Many Americans have come to expect children to be picky eaters — they even indulge it. Children’s menus date back to as early as the 1920s, the first of which is believed to have been used by the Waldorf-Astoria in New York. The offerings were bland: “flaked chicken over boiled rice”. Yum. But as the shift toward a more health-conscious and epicurean food perspective continues, the question is begged: why aren’t our kids eating like we do?
They can, and they probably even should be.
In recent years, the idea of palate training has been top of mind for both parents and baby food producers. The concept is simple: introduce babies to a wide variety of flavors and textures from a very young age, with the hope that early introduction will lead to a lifetime of acceptance. There’s even an evidence-based magic window of time where this works the best.
Four to seven months of age is the golden moment — the “flavor window,” as food writer and author Bee Wilson coins it in her book First Bite — where babies are most accepting of the flavors offered to them. In her book, Wilson uses research and what we know about our relationship to food to connects the dots and explain how we can help our children — and ourselves — eat better.
“Several studies have shown that when vegetables are introduced at this age, babies are more open-minded,” Wilson wrote. “It takes fewer exposures to persuade them to like a new flavor, and the effects are long-lasting.”
The thought is that if you feed your baby a variety of whole ingredients with rich and diverse flavors instead of, say, processed rice cereal, later on down the road they’ll opt for a healthy dinner rather than a greasy pizza.
“Healthy eating has been a huge trend among adults for years, so it was only a matter of time before people started focusing on babies, too,” Kerstin Kuhn, international food writer and mother behind the Los Angeles-based baby food delivery service Little Foodie Club, said. “In some ways it’s crazy that this is only happening now.”
Little Foodie Club offers blends like lamb with potatoes, spinach and rosemary, and beets and parsnips with amaranth and cumin. They’re using unique ingredients with the goal of exposing babies to as many flavors as possible right off the bat.

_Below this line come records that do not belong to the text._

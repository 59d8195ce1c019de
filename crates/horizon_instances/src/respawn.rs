//! Per-player respawn timers.
//!
//! A [`RespawnTracker`] is plain state owned by the instance actor; it never
//! runs on its own. Each death inside the recent-death window lengthens the
//! next respawn delay by `per_death`, up to `max_delay`.

use std::collections::VecDeque;
use std::time::Duration;
use tokio::time::Instant;

#[derive(Debug, Clone, Copy, PartialEq, Eq)]
pub struct RespawnPolicy {
    pub base_delay: Duration,
    pub per_death: Duration,
    pub max_delay: Duration,
    pub window: Duration,
}

impl Default for RespawnPolicy {
    fn default() -> Self {
        Self {
            base_delay: Duration::from_secs(5),
            per_death: Duration::from_secs(5),
            max_delay: Duration::from_secs(30),
            window: Duration::from_secs(120),
        }
    }
}

#[derive(Debug, Clone, Default)]
pub struct RespawnTracker {
    recent_deaths: VecDeque<Instant>,
}

impl RespawnTracker {
    pub fn record_death(&mut self, now: Instant, policy: &RespawnPolicy) {
        self.prune(now, policy);
        self.recent_deaths.push_back(now);
    }

    /// Delay that applies to the most recent death.
    pub fn delay(&self, policy: &RespawnPolicy) -> Duration {
        let extra = self.recent_deaths.len().saturating_sub(1) as u32;
        (policy.base_delay + policy.per_death * extra).min(policy.max_delay)
    }

    /// Time left before the player may respawn; zero when eligible.
    pub fn remaining(&self, now: Instant, policy: &RespawnPolicy) -> Duration {
        match self.recent_deaths.back() {
            Some(last) => (*last + self.delay(policy)).saturating_duration_since(now),
            None => Duration::ZERO,
        }
    }

    pub fn can_respawn(&self, now: Instant, policy: &RespawnPolicy) -> bool {
        self.remaining(now, policy).is_zero()
    }

    fn prune(&mut self, now: Instant, policy: &RespawnPolicy) {
        while let Some(front) = self.recent_deaths.front() {
            if now.saturating_duration_since(*front) > policy.window {
                self.recent_deaths.pop_front();
            } else {
                break;
            }
        }
    }
}

#[cfg(test)]
mod tests {
    use super::*;

    #[test]
    fn repeated_deaths_extend_delay_up_to_cap() {
        let policy = RespawnPolicy::default();
        let mut tracker = RespawnTracker::default();
        let start = Instant::now();

        tracker.record_death(start, &policy);
        assert_eq!(tracker.delay(&policy), Duration::from_secs(5));

        for i in 1..10 {
            tracker.record_death(start + Duration::from_secs(i), &policy);
        }
        assert_eq!(tracker.delay(&policy), Duration::from_secs(30));
    }

    #[test]
    fn deaths_outside_window_are_forgotten() {
        let policy = RespawnPolicy::default();
        let mut tracker = RespawnTracker::default();
        let start = Instant::now();

        tracker.record_death(start, &policy);
        tracker.record_death(start + Duration::from_secs(1), &policy);
        assert_eq!(tracker.delay(&policy), Duration::from_secs(10));

        tracker.record_death(start + Duration::from_secs(300), &policy);
        assert_eq!(tracker.delay(&policy), Duration::from_secs(5));
    }

    #[test]
    fn eligibility_after_delay() {
        let policy = RespawnPolicy::default();
        let mut tracker = RespawnTracker::default();
        let start = Instant::now();
        assert!(tracker.can_respawn(start, &policy));

        tracker.record_death(start, &policy);
        assert!(!tracker.can_respawn(start + Duration::from_secs(4), &policy));
        assert_eq!(tracker.remaining(start + Duration::from_secs(3), &policy), Duration::from_secs(2));
        assert!(tracker.can_respawn(start + Duration::from_secs(5), &policy));
    }
}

During this flavor window, research shows babies are busy forming lasting food memories; and those food memories are crucial for them to develop a taste for whole foods and, some advocates argue, could therefore play an important role in battling childhood obesity.
“What’s more is that commercial baby food has no resemblance in taste or texture to the real deal,” Kuhn said. “It’s watered down and lacking in taste and texture. Compare a store bought sweet potato puree with a homemade one, and you’ll be amazed by the huge difference.”
She continues, “so when kids who are only used to eating these processed purees get to eat the real vegetables, they are overwhelmed by the intensity of the flavor of real vegetables and they reject them because they’re not used to them.”
What if your baby doesn’t like the foods you’ve offered? Don’t stress. Maybe your little one laps up prunes, but wrinkles her nose at spinach and quinoa. It’s totally normal. Babies need to try a food ten to fifteen times before deciding if they like it.
And if you’re already out of that four to seven month flavor window, now dealing with a picky toddler who will only eat french fries — all is not lost. Wilson points to Dr. Lucy Cooke’s “tiny tastes” method of persuading your child to eat a new food.
Cooke, who is a child feeding specialist, developed the “tiny taste” method as a way to introduce foods to extremely fussy eaters. In exchange for tasting a food — even licking counts — the child receives a sticker. After the fifteenth day, the child sees that the food is not harmful or scary.
The sticker is important; both Cook and Wilson dissuade parents from using food as a punishment or reward, as it could lead to unhealthy eating habits.